Optimization of Dielectric-Coated Silver Nanoparticle Films for Plasmonic-Enhanced Light Trapping in Thin Film Silicon Solar Cells

Surface plasmonic-enhanced light trapping from metal nanoparticles is a promising way of increasing the light absorption in the active silicon layer and, therefore, the photocurrent of the silicon solar cells. In this paper, we applied silver nanoparticles on the rear side of polycrystalline silicon thin film solar cell and systematically studied the dielectric environment effect on the absorption and short-circuit current density (Jsc) of the device. Three different dielectric layers, magnesium fluoride (MgF2, n=1.4), tantalum pentoxide (Ta2O5, n=2.2), and titanium dioxide (TiO2, n=2.6), were investigated. Experimentally, we found that higher refractive index dielectric coatings results in a red-shift of the main plasmonic extinction peak and higher modes were excited within the spectral region that is of interest in our thin film solar cell application.
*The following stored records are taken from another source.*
//! Programmatic configuration builder for integration tests

use std::net::SocketAddr;

use murmur_config::{
    ChatConfig, Config, CorsConfig, HealthConfig, OpenAiConfig, RetryConfig, ServerConfig, TranscriptionConfig,
};
use secrecy::SecretString;

/// Key the mock provider accepts
pub const TEST_API_KEY: &str = "test-key";

/// Builder for constructing test configurations
pub struct ConfigBuilder {
    config: Config,
}

impl ConfigBuilder {
    /// Create a builder pointed at an upstream base URL
    ///
    /// Timeouts and backoff are short so failure scenarios finish quickly.
    pub fn new(base_url: &str) -> Self {
        Self {
            config: Config {
                server: ServerConfig {
                    listen_address: Some(SocketAddr::from(([127, 0, 0, 1], 0))),
                    health: HealthConfig {
                        probe_timeout: "1s".to_owned(),
                        ..HealthConfig::default()
                    },
                    cors: None,
                },
                openai: OpenAiConfig {
                    api_key: Some(SecretString::from(TEST_API_KEY)),
                    base_url: base_url.parse().expect("valid URL"),
                    connect_timeout: "1s".to_owned(),
                },
                transcription: TranscriptionConfig {
                    timeout: "2s".to_owned(),
                    ..TranscriptionConfig::default()
                },
                chat: ChatConfig {
                    timeout: "2s".to_owned(),
                    ..ChatConfig::default()
                },
                retry: RetryConfig {
                    max_retries: 2,
                    base_delay: "10ms".to_owned(),
                    max_delay: "50ms".to_owned(),
                    jitter: false,
                },
                telemetry: None,
            },
        }
    }

    /// Use a different API key than the one the mock accepts
    pub fn with_api_key(mut self, key: &str) -> Self {
        self.config.openai.api_key = Some(SecretString::from(key));
        self
    }

    pub fn with_max_retries(mut self, max_retries: u32) -> Self {
        self.config.retry.max_retries = max_retries;
        self
    }

    /// Per-attempt transcription timeout
    pub fn with_transcription_timeout(mut self, timeout: &str) -> Self {
        self.config.transcription.timeout = timeout.to_owned();
        self
    }

    pub fn with_system_prompt(mut self, prompt: &str) -> Self {
        self.config.chat.system_prompt = Some(prompt.to_owned());
        self
    }

    /// Enable background probes
    pub fn with_probe_interval(mut self, interval: &str) -> Self {
        self.config.server.health.probe_interval = Some(interval.to_owned());
        self
    }

    /// Set CORS configuration
    pub fn with_cors(mut self, config: CorsConfig) -> Self {
        self.config.server.cors = Some(config);
        self
    }

    /// Build the final config
    pub fn build(self) -> Config {
        self.config
    }
}
//! OpenAI-compatible chat completion provider

use std::time::Duration;

use async_trait::async_trait;
use murmur_core::{Upstream, UpstreamError};

use super::ChatProvider;
use crate::protocol::{OpenAiRequest, OpenAiResponse};
use crate::types::{ChatRequest, ChatResult};

/// Generation settings applied to every completion
#[derive(Debug, Clone)]
pub(crate) struct Sampling {
    pub model: String,
    pub max_tokens: u32,
    pub temperature: f64,
}

pub(crate) struct OpenAiProvider {
    upstream: Upstream,
    sampling: Sampling,
    timeout: Duration,
}

impl OpenAiProvider {
    pub fn new(upstream: Upstream, sampling: Sampling, timeout: Duration) -> Self {
        Self {
            upstream,
            sampling,
            timeout,
        }
    }
}

#[async_trait]
impl ChatProvider for OpenAiProvider {
    async fn complete(&self, request: &ChatRequest) -> Result<ChatResult, UpstreamError> {
        let body = OpenAiRequest {
            model: &self.sampling.model,
            messages: &request.messages,
            max_tokens: self.sampling.max_tokens,
            temperature: self.sampling.temperature,
        };

        tracing::debug!(
            model = %self.sampling.model,
            turns = request.messages.len(),
            "sending chat completion request"
        );

        let response: OpenAiResponse = self
            .upstream
            .send_json(self.upstream.post("chat/completions").json(&body), self.timeout)
            .await?;

        let finish_reason = response
            .choices
            .first()
            .and_then(|choice| choice.finish_reason.as_deref())
            .unwrap_or("unknown");

        let Some(reply) = response.reply() else {
            return Err(UpstreamError::MalformedResponse(format!(
                "completion contained no text (finish_reason: {finish_reason})"
            )));
        };

        tracing::debug!(characters = reply.chars().count(), finish_reason, "chat completion received");

        Ok(ChatResult {
            reply: reply.to_owned(),
            model: response.model.clone().unwrap_or_else(|| self.sampling.model.clone()),
            usage: response.usage.unwrap_or_default(),
        })
    }

    fn name(&self) -> &str {
        "openai"
    }
}
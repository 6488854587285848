use http::Method;
use http::header::HeaderName;
use murmur_config::{AllowList, CorsConfig};
use tower_http::cors::{AllowHeaders, AllowMethods, AllowOrigin, CorsLayer};

/// Build a Tower CORS layer from configuration
pub fn cors_layer(config: &CorsConfig) -> CorsLayer {
    let mut layer = CorsLayer::new();

    layer = match &config.origins {
        AllowList::Any => layer.allow_origin(AllowOrigin::any()),
        AllowList::Only(origins) => {
            let origins: Vec<_> = origins.iter().filter_map(|o| parse_or_warn("origin", o)).collect();
            layer.allow_origin(origins)
        }
    };

    layer = match &config.methods {
        AllowList::Any => layer.allow_methods(AllowMethods::any()),
        AllowList::Only(methods) => {
            let methods: Vec<Method> = methods.iter().filter_map(|m| parse_or_warn("method", m)).collect();
            layer.allow_methods(methods)
        }
    };

    layer = match &config.headers {
        AllowList::Any => layer.allow_headers(AllowHeaders::any()),
        AllowList::Only(headers) => {
            let headers: Vec<HeaderName> = headers.iter().filter_map(|h| parse_or_warn("header", h)).collect();
            layer.allow_headers(headers)
        }
    };

    if let Some(duration) = config.max_age() {
        layer = layer.max_age(duration);
    }

    layer
}

fn parse_or_warn<T: std::str::FromStr>(what: &'static str, value: &str) -> Option<T> {
    let parsed = value.parse().ok();
    if parsed.is_none() {
        tracing::warn!(kind = what, value, "ignoring invalid CORS entry");
    }
    parsed
}
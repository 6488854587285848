use std::net::SocketAddr;

use serde::Deserialize;

use crate::{cors::CorsConfig, health::HealthConfig};

/// Port used when neither the config file nor `PORT` names one
pub const DEFAULT_PORT: u16 = 8000;

#[derive(Debug, Default, Deserialize)]
#[serde(deny_unknown_fields)]
pub struct ServerConfig {
    pub listen_address: Option<SocketAddr>,
    #[serde(default)]
    pub health: HealthConfig,
    #[serde(default)]
    pub cors: Option<CorsConfig>,
}

impl ServerConfig {
    /// Effective listen address, defaulting to all interfaces on port 8000
    pub fn listen_address(&self) -> SocketAddr {
        self.listen_address
            .unwrap_or_else(|| SocketAddr::from(([0, 0, 0, 0], DEFAULT_PORT)))
    }
}
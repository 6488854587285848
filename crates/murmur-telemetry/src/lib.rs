//! Logging and tracing for murmur
//!
//! Always installs a `tracing-subscriber` formatter (text or JSON) behind an
//! `EnvFilter`; adds an OTLP span exporter when one is configured.

mod metadata;

use murmur_config::telemetry::exporters::{ExportProtocol, ExporterConfig};
use murmur_config::{LogFormat, TelemetryConfig};
use opentelemetry::global;
use opentelemetry::trace::TracerProvider;
use opentelemetry_sdk::trace::{Sampler, SdkTracerProvider};
use tracing_subscriber::{EnvFilter, Layer, layer::SubscriberExt, util::SubscriberInitExt};

/// Guard that flushes and shuts down span export on drop
pub struct TelemetryGuard {
    tracer_provider: Option<SdkTracerProvider>,
}

impl TelemetryGuard {
    /// Flush pending spans immediately
    ///
    /// # Errors
    ///
    /// Returns an error if the tracer provider fails to flush
    pub fn force_flush(&self) -> anyhow::Result<()> {
        if let Some(ref provider) = self.tracer_provider {
            provider
                .force_flush()
                .map_err(|e| anyhow::anyhow!("failed to flush spans: {e}"))?;
        }
        Ok(())
    }
}

impl Drop for TelemetryGuard {
    fn drop(&mut self) {
        if let Some(provider) = self.tracer_provider.take()
            && let Err(e) = provider.shutdown()
        {
            eprintln!("failed to shutdown tracer provider: {e}");
        }
    }
}

/// Initialize logging and optional trace export
///
/// Returns a guard that must be held for the lifetime of the application.
///
/// # Errors
///
/// Returns an error if the OTLP exporter cannot be built or a global
/// subscriber is already installed
pub fn init(config: Option<&TelemetryConfig>, log_filter: &str) -> anyhow::Result<TelemetryGuard> {
    let filter = EnvFilter::try_new(log_filter).unwrap_or_else(|_| EnvFilter::new("info"));
    let format = config.map(|c| c.format).unwrap_or_default();

    let mut guard = TelemetryGuard { tracer_provider: None };

    let exporting = config.and_then(|c| c.exporter.as_ref().map(|exporter| (c, exporter)));

    let otel_layer = match exporting {
        Some((telemetry_config, exporter)) => {
            let tracer_provider = init_tracer(telemetry_config, exporter)?;
            let tracer = tracer_provider.tracer("murmur");
            global::set_tracer_provider(tracer_provider.clone());
            guard.tracer_provider = Some(tracer_provider);

            Some(tracing_opentelemetry::layer().with_tracer(tracer))
        }
        None => None,
    };

    tracing_subscriber::registry()
        .with(filter)
        .with(fmt_layer(format))
        .with(otel_layer)
        .try_init()
        .map_err(|e| anyhow::anyhow!("failed to install tracing subscriber: {e}"))?;

    Ok(guard)
}

fn fmt_layer<S>(format: LogFormat) -> Box<dyn Layer<S> + Send + Sync>
where
    S: tracing::Subscriber + for<'span> tracing_subscriber::registry::LookupSpan<'span>,
{
    let layer = tracing_subscriber::fmt::layer()
        .with_target(true)
        .with_thread_ids(false)
        .with_file(false)
        .with_line_number(false);

    match format {
        LogFormat::Text => layer.boxed(),
        LogFormat::Json => layer.json().flatten_event(true).with_current_span(false).boxed(),
    }
}

/// Initialize OTLP trace export
fn init_tracer(config: &TelemetryConfig, exporter_config: &ExporterConfig) -> anyhow::Result<SdkTracerProvider> {
    let exporter = build_span_exporter(exporter_config)?;

    let sampler = if config.sampling_rate >= 1.0 {
        Sampler::AlwaysOn
    } else if config.sampling_rate <= 0.0 {
        Sampler::AlwaysOff
    } else {
        Sampler::TraceIdRatioBased(config.sampling_rate)
    };

    let provider = SdkTracerProvider::builder()
        .with_resource(metadata::build_resource(config))
        .with_sampler(Sampler::ParentBased(Box::new(sampler)))
        .with_batch_exporter(exporter)
        .build();

    Ok(provider)
}

/// Build OTLP span exporter based on protocol
fn build_span_exporter(config: &ExporterConfig) -> anyhow::Result<opentelemetry_otlp::SpanExporter> {
    use opentelemetry_otlp::{SpanExporter, WithExportConfig};

    let exporter = match config.protocol {
        ExportProtocol::Grpc => SpanExporter::builder()
            .with_tonic()
            .with_endpoint(config.endpoint.as_str())
            .build()
            .map_err(|e| anyhow::anyhow!("failed to build gRPC span exporter: {e}"))?,
        ExportProtocol::HttpProto => SpanExporter::builder()
            .with_http()
            .with_endpoint(config.endpoint.as_str())
            .build()
            .map_err(|e| anyhow::anyhow!("failed to build HTTP span exporter: {e}"))?,
    };

    Ok(exporter)
}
The optical characterization shows that nanoparticles coated with highest refractive index dielectric TiO2 provides highest absorption enhancement 75.6 %; however, from the external quantum efficiency characterization, highest short-circuit current density Jsc enhancement of 45.8 % was achieved by coating the nanoparticles with lower refractive index MgF2. We also further optimize the thickness of MgF2 and a final 50.2 % Jsc enhancement was achieved with a 210-nm MgF2 coating and a back reflector.